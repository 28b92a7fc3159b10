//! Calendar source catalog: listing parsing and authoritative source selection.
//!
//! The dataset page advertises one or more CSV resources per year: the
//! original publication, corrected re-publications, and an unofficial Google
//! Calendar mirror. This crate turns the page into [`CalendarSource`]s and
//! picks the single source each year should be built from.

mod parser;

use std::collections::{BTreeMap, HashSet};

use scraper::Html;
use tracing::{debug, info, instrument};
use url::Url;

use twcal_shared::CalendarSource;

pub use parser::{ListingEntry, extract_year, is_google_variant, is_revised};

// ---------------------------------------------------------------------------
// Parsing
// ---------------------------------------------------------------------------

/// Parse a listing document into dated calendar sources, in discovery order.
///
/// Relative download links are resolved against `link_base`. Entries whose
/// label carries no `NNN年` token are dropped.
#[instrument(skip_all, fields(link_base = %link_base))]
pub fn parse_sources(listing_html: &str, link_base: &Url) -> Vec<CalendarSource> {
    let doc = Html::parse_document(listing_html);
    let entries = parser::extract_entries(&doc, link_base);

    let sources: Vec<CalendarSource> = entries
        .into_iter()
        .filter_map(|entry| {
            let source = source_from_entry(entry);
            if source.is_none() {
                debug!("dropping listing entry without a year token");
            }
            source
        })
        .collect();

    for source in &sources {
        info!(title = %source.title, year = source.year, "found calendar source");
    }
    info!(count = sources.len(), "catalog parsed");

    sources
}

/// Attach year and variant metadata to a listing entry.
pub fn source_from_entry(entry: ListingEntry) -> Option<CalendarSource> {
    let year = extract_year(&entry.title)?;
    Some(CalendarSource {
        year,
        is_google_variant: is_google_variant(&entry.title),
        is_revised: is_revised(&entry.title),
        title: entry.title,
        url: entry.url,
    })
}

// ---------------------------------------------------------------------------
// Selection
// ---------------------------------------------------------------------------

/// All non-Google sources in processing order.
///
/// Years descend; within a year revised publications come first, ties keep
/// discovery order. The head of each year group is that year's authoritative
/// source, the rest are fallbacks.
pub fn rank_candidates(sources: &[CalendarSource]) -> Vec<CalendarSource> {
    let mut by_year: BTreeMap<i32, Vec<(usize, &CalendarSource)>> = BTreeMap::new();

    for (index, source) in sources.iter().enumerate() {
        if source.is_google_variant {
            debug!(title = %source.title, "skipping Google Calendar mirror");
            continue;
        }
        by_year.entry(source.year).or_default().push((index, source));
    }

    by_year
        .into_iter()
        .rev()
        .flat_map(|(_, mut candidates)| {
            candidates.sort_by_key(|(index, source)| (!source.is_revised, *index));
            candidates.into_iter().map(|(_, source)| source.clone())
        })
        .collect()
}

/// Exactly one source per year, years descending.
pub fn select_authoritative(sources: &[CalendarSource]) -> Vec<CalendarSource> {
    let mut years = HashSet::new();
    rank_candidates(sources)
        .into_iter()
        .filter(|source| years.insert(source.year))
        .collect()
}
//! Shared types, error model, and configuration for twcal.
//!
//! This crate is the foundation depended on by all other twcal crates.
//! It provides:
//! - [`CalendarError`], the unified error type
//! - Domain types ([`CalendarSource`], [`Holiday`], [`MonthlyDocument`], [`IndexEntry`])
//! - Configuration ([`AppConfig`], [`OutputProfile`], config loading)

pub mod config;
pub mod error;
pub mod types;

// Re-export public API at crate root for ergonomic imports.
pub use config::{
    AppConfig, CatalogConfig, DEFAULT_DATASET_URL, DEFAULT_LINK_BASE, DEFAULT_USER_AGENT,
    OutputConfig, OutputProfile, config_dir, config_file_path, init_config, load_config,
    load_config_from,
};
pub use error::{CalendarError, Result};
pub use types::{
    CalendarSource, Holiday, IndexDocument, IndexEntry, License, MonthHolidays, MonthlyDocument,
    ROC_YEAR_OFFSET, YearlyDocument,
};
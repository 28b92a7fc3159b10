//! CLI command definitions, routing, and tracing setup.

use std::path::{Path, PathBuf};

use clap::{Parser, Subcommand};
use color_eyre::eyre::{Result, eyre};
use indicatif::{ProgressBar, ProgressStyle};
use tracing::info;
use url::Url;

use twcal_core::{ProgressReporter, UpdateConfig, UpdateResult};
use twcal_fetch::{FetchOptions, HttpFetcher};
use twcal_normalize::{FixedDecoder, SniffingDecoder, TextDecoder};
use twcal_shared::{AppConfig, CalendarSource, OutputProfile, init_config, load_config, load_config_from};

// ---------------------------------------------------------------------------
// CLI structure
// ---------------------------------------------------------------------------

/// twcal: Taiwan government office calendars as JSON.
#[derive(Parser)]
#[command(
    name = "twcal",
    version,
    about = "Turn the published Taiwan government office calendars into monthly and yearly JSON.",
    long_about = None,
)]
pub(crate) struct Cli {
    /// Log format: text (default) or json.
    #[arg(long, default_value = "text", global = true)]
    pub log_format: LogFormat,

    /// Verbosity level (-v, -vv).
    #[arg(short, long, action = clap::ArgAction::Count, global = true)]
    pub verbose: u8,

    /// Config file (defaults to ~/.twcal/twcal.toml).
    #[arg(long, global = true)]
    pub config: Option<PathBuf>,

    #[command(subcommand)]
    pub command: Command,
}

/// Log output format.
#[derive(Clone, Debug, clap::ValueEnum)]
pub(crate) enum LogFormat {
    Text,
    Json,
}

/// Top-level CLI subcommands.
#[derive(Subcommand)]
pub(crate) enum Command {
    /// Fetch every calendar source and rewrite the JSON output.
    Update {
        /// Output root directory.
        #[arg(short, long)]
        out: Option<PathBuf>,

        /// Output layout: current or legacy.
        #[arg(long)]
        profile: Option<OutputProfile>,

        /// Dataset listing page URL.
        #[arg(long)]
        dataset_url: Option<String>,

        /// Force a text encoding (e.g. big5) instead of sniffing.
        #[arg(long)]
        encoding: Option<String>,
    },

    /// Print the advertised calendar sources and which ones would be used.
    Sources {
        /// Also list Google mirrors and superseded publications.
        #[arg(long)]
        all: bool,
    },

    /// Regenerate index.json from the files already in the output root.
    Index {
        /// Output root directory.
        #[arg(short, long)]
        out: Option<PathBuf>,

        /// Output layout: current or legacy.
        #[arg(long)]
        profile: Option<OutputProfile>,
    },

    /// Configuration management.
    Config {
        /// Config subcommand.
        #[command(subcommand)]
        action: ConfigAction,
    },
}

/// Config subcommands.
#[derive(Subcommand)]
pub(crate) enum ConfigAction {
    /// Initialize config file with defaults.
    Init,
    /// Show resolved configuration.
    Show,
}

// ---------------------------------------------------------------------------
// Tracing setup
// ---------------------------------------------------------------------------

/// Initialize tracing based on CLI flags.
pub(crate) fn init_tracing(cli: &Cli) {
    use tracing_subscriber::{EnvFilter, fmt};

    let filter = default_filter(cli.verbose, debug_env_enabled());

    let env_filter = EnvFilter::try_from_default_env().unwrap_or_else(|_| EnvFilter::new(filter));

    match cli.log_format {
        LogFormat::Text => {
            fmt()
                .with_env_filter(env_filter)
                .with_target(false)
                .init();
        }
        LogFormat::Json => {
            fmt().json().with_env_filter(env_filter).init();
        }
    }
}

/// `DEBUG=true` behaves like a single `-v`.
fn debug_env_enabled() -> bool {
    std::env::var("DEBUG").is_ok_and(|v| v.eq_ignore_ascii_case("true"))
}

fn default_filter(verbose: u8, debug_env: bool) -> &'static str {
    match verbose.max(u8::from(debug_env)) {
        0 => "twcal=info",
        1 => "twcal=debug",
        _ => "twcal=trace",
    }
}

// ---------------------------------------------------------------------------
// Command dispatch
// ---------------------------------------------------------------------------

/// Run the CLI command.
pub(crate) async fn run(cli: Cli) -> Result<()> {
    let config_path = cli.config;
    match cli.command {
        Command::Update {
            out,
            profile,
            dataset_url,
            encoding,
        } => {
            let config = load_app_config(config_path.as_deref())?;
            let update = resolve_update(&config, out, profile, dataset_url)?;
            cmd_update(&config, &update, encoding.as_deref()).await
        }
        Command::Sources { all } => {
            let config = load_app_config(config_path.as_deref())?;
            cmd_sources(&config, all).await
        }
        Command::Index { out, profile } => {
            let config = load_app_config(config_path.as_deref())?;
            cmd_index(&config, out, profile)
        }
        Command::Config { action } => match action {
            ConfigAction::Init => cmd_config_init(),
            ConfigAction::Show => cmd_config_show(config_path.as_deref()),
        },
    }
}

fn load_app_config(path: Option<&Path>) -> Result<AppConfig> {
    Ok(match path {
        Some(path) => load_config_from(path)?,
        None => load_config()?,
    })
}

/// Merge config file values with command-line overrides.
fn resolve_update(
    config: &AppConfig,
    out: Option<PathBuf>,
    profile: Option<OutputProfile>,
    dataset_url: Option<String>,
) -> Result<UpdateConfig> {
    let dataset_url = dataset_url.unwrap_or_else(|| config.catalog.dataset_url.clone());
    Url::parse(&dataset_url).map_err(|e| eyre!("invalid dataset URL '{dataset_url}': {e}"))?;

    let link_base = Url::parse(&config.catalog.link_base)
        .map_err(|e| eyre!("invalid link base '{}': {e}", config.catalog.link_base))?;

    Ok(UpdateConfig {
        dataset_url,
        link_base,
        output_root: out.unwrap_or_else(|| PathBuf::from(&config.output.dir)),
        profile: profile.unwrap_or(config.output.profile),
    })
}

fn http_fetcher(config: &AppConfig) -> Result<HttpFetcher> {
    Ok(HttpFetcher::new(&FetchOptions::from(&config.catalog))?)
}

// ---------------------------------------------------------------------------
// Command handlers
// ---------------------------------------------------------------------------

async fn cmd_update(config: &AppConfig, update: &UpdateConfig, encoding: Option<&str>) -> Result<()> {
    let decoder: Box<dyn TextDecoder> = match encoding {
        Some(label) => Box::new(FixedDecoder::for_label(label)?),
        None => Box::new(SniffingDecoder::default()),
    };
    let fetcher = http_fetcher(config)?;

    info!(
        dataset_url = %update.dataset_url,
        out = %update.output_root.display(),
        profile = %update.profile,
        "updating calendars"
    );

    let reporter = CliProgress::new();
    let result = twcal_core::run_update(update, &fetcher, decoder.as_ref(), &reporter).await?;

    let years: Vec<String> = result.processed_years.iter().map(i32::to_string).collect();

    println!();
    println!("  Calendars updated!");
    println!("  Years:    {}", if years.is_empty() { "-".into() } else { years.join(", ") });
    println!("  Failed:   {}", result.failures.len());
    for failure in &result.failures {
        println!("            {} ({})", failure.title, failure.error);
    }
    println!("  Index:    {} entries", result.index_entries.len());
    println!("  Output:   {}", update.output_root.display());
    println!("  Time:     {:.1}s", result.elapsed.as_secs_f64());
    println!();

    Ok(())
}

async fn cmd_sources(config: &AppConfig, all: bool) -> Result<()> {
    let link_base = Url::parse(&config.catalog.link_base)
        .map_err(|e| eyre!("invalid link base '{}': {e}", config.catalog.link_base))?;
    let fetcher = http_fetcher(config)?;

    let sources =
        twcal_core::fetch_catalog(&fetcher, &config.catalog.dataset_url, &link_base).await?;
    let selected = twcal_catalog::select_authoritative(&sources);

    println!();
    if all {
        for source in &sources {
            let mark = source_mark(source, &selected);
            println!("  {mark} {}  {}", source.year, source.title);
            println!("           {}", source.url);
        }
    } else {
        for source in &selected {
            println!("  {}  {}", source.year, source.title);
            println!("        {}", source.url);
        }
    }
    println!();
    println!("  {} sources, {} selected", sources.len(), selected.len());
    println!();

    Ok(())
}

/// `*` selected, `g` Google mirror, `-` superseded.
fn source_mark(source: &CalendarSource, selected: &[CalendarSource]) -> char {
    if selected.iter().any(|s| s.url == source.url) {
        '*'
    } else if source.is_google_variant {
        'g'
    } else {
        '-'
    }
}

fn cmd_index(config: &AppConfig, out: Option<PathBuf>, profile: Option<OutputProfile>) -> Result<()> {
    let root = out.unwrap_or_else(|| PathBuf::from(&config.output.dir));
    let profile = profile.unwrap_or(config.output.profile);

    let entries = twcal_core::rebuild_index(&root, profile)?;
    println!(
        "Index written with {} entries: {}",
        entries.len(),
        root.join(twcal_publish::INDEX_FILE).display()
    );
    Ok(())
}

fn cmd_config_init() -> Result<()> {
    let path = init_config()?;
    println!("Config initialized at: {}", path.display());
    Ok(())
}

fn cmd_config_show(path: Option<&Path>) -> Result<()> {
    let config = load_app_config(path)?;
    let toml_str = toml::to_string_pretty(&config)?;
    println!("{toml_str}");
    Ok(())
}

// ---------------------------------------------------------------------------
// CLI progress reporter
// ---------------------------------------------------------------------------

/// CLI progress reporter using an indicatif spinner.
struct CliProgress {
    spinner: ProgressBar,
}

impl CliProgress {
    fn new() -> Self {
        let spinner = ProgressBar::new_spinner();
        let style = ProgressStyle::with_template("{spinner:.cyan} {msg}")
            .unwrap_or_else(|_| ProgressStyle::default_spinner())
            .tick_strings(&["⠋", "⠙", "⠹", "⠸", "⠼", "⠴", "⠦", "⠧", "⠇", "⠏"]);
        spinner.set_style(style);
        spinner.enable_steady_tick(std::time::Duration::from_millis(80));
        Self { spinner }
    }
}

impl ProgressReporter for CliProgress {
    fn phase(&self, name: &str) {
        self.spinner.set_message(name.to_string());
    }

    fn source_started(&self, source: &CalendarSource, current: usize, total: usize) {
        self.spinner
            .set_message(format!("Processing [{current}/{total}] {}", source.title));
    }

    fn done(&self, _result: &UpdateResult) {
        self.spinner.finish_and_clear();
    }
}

# # # # #

## What needs to be done
If a line in the data holds the word "government", count it, then state the total alone.

## The completed task
2